Contre Jour for iOS blends beauty, puzzles

If you like Cut the Rope, World of Goo, or hauntingly beautiful physics-puzzle games, you'll go "sur la lune" (over the moon) for Contre Jour.

A screenshot simply can't do justice to Contre Jour, a truly beautiful game.
A screenshot simply can't do justice do Contre Jour, a truly beautiful game. Chillingo

If World of Goo and Cut the Rope somehow got sucked into a black hole, Contre Jour is what would emerge from the other side. This breathtakingly beautiful and relentlessly addictive puzzler isn't the most original iOS game ever, but it's definitely one of the most wonderful.

"Contre jour" translates literally to "days against," but in this case it refers to a photo-backlighting technique. And once you eyeball the game's lush backlit levels, you'll understand the reference.

But it's hard to escape comparisons to World of Goo, not just in the level design, but also in the goo-ball-like "hero" of the game, Petit. The little guy's nothing more than a gelatinous eyeball, and it's your job to roll, fling, and otherwise maneuver him to the glowing blue orb---collecting as many glowing lights as possible along the way.

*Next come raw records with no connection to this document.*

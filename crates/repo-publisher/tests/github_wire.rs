use std::sync::Arc;

use proprietary_scrub::{Sanitizer, SourceFile};
use repo_publisher::{
    GitHubClient, GitHubConfig, PublishError, PublishOptions, Publisher, SourceHost, TreeItem,
};
use serde_json::json;
use wiremock::matchers::{body_partial_json, header, method, path};
use wiremock::{Mock, MockServer, ResponseTemplate};

fn client(server: &MockServer) -> GitHubClient {
    GitHubClient::new(GitHubConfig::new("ghp_test").with_api_url(&server.uri())).unwrap()
}

fn repo_json(owner: &str, name: &str) -> serde_json::Value {
    json!({
        "name": name,
        "html_url": format!("https://github.com/{}/{}", owner, name),
        "default_branch": "main",
        "private": true,
        "owner": { "login": owner }
    })
}

#[tokio::test]
async fn identity_reads_scopes_header() {
    let server = MockServer::start().await;
    Mock::given(method("GET"))
        .and(path("/user"))
        .and(header("Authorization", "Bearer ghp_test"))
        .respond_with(
            ResponseTemplate::new(200)
                .insert_header("X-OAuth-Scopes", "repo, read:org")
                .set_body_json(json!({ "login": "octo" })),
        )
        .mount(&server)
        .await;

    let identity = client(&server).authenticated_user().await.unwrap();
    assert_eq!(identity.login, "octo");
    assert_eq!(
        identity.scopes,
        Some(vec!["repo".to_string(), "read:org".to_string()])
    );
}

#[tokio::test]
async fn identity_without_scope_header_is_unverified() {
    let server = MockServer::start().await;
    Mock::given(method("GET"))
        .and(path("/user"))
        .respond_with(ResponseTemplate::new(200).set_body_json(json!({ "login": "octo" })))
        .mount(&server)
        .await;

    let identity = client(&server).authenticated_user().await.unwrap();
    assert!(identity.scopes.is_none());
    assert!(identity.can_write_repos());
}

#[tokio::test]
async fn unauthorized_identity_is_invalid_token() {
    let server = MockServer::start().await;
    Mock::given(method("GET"))
        .and(path("/user"))
        .respond_with(ResponseTemplate::new(401).set_body_string("Bad credentials"))
        .mount(&server)
        .await;

    let err = client(&server).authenticated_user().await.unwrap_err();
    match err {
        PublishError::InvalidToken { status, body } => {
            assert_eq!(status, 401);
            assert_eq!(body, "Bad credentials");
        }
        other => panic!("unexpected error: {other:?}"),
    }
}

#[tokio::test]
async fn missing_repo_is_none_and_empty_repo_has_no_head() {
    let server = MockServer::start().await;
    Mock::given(method("GET"))
        .and(path("/repos/octo/missing"))
        .respond_with(ResponseTemplate::new(404))
        .mount(&server)
        .await;
    Mock::given(method("GET"))
        .and(path("/repos/octo/empty/git/ref/heads/main"))
        .respond_with(
            ResponseTemplate::new(409).set_body_json(json!({ "message": "Git Repository is empty." })),
        )
        .mount(&server)
        .await;

    let gh = client(&server);
    assert!(gh.get_repo("octo", "missing").await.unwrap().is_none());
    assert!(gh.branch_head("octo", "empty", "main").await.unwrap().is_none());
}

#[tokio::test]
async fn tree_items_are_serialized_with_base_tree() {
    let server = MockServer::start().await;
    Mock::given(method("POST"))
        .and(path("/repos/octo/app/git/trees"))
        .and(body_partial_json(json!({
            "base_tree": "base123",
            "tree": [
                { "path": "a.ts", "mode": "100644", "type": "blob", "content": "x" },
                { "path": "big.bin", "mode": "100644", "type": "blob", "sha": "blob456" }
            ]
        })))
        .respond_with(ResponseTemplate::new(201).set_body_json(json!({ "sha": "tree789" })))
        .expect(1)
        .mount(&server)
        .await;

    let sha = client(&server)
        .create_tree(
            "octo",
            "app",
            Some("base123"),
            &[TreeItem::inline("a.ts", "x"), TreeItem::blob("big.bin", "blob456")],
        )
        .await
        .unwrap();
    assert_eq!(sha, "tree789");
}

#[tokio::test]
async fn remote_failure_is_captured_verbatim() {
    let server = MockServer::start().await;
    Mock::given(method("POST"))
        .and(path("/repos/octo/app/git/commits"))
        .respond_with(ResponseTemplate::new(422).set_body_string("{\"message\":\"Tree SHA does not exist\"}"))
        .mount(&server)
        .await;

    let err = client(&server)
        .create_commit("octo", "app", "msg", "nope", &[])
        .await
        .unwrap_err();
    match err {
        PublishError::RemoteApi {
            operation,
            status,
            body,
        } => {
            assert_eq!(operation, "commit creation");
            assert_eq!(status, 422);
            assert!(body.contains("Tree SHA does not exist"));
        }
        other => panic!("unexpected error: {other:?}"),
    }
}

#[tokio::test]
async fn full_publish_against_mock_api() {
    let server = MockServer::start().await;

    Mock::given(method("GET"))
        .and(path("/user"))
        .respond_with(
            ResponseTemplate::new(200)
                .insert_header("X-OAuth-Scopes", "repo")
                .set_body_json(json!({ "login": "octo" })),
        )
        .mount(&server)
        .await;
    Mock::given(method("GET"))
        .and(path("/repos/octo/app"))
        .respond_with(ResponseTemplate::new(200).set_body_json(repo_json("octo", "app")))
        .mount(&server)
        .await;
    Mock::given(method("GET"))
        .and(path("/repos/octo/app/git/ref/heads/main"))
        .respond_with(
            ResponseTemplate::new(200).set_body_json(json!({ "object": { "sha": "c0ffee" } })),
        )
        .mount(&server)
        .await;
    Mock::given(method("GET"))
        .and(path("/repos/octo/app/git/commits/c0ffee"))
        .respond_with(
            ResponseTemplate::new(200).set_body_json(json!({ "tree": { "sha": "t0" } })),
        )
        .mount(&server)
        .await;
    Mock::given(method("POST"))
        .and(path("/repos/octo/app/git/trees"))
        .respond_with(ResponseTemplate::new(201).set_body_json(json!({ "sha": "t1" })))
        .mount(&server)
        .await;
    Mock::given(method("POST"))
        .and(path("/repos/octo/app/git/commits"))
        .and(body_partial_json(json!({ "tree": "t1", "parents": ["c0ffee"] })))
        .respond_with(ResponseTemplate::new(201).set_body_json(json!({ "sha": "c1" })))
        .mount(&server)
        .await;
    Mock::given(method("PATCH"))
        .and(path("/repos/octo/app/git/refs/heads/main"))
        .and(body_partial_json(json!({ "sha": "c1", "force": true })))
        .respond_with(ResponseTemplate::new(200).set_body_json(json!({ "object": { "sha": "c1" } })))
        .expect(1)
        .mount(&server)
        .await;

    let sanitizer = Sanitizer::with_default_catalog().unwrap();
    let report = sanitizer.clean_files(&[SourceFile::new(
        "package.json",
        r#"{"name":"app","dependencies":{"lovable-tagger":"1.0.0","react":"18.0.0"}}"#,
    )]);
    let publisher = Publisher::new(Arc::new(client(&server)));

    let outcome = publisher
        .publish(&report, &PublishOptions::new("app"))
        .await
        .unwrap();

    assert_eq!(outcome.commit_sha, "c1");
    assert_eq!(outcome.repo_url, "https://github.com/octo/app");
    assert!(!outcome.was_created);
    assert!(outcome.package_manifest_valid);
}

This is not unlike capturing as many stars as you can before feeding Om Nom in Cut the Rope. And, in fact, Contre Jour employs some similar mechanics, like ropes and tentacles that swing and bounce Petit around some levels.

You also steer him by physically manipulating the landscape, raising the ground here, lowering it there, and so on. I'll let you discover the other tools on your own, as they're a big part of the fun. Incidentally, if you want to earn three stars for each level, you need to collect all the glowing lights before escaping into the orb.

Contre Jour boasts one of the most beautiful musical scores I've ever heard, starting with a lovely piano piece that accompanies the first of the game's three worlds. Each of these includes 20 levels, for a grand total of 60--not nearly enough, in my humble opinion. Many gamers will blast through these in just a couple hours.

That said, while some levels aren't too challenging, others are maddeningly difficult--especially on an iPhone or iPod Touch, where multitouch requirements can cause too much finger blockage of the screen. This is a game that begs to be played on the iPad, where mechanics don't get in the way.

Still, don't let that stop you from snapping up one of the best iOS games I've played all year.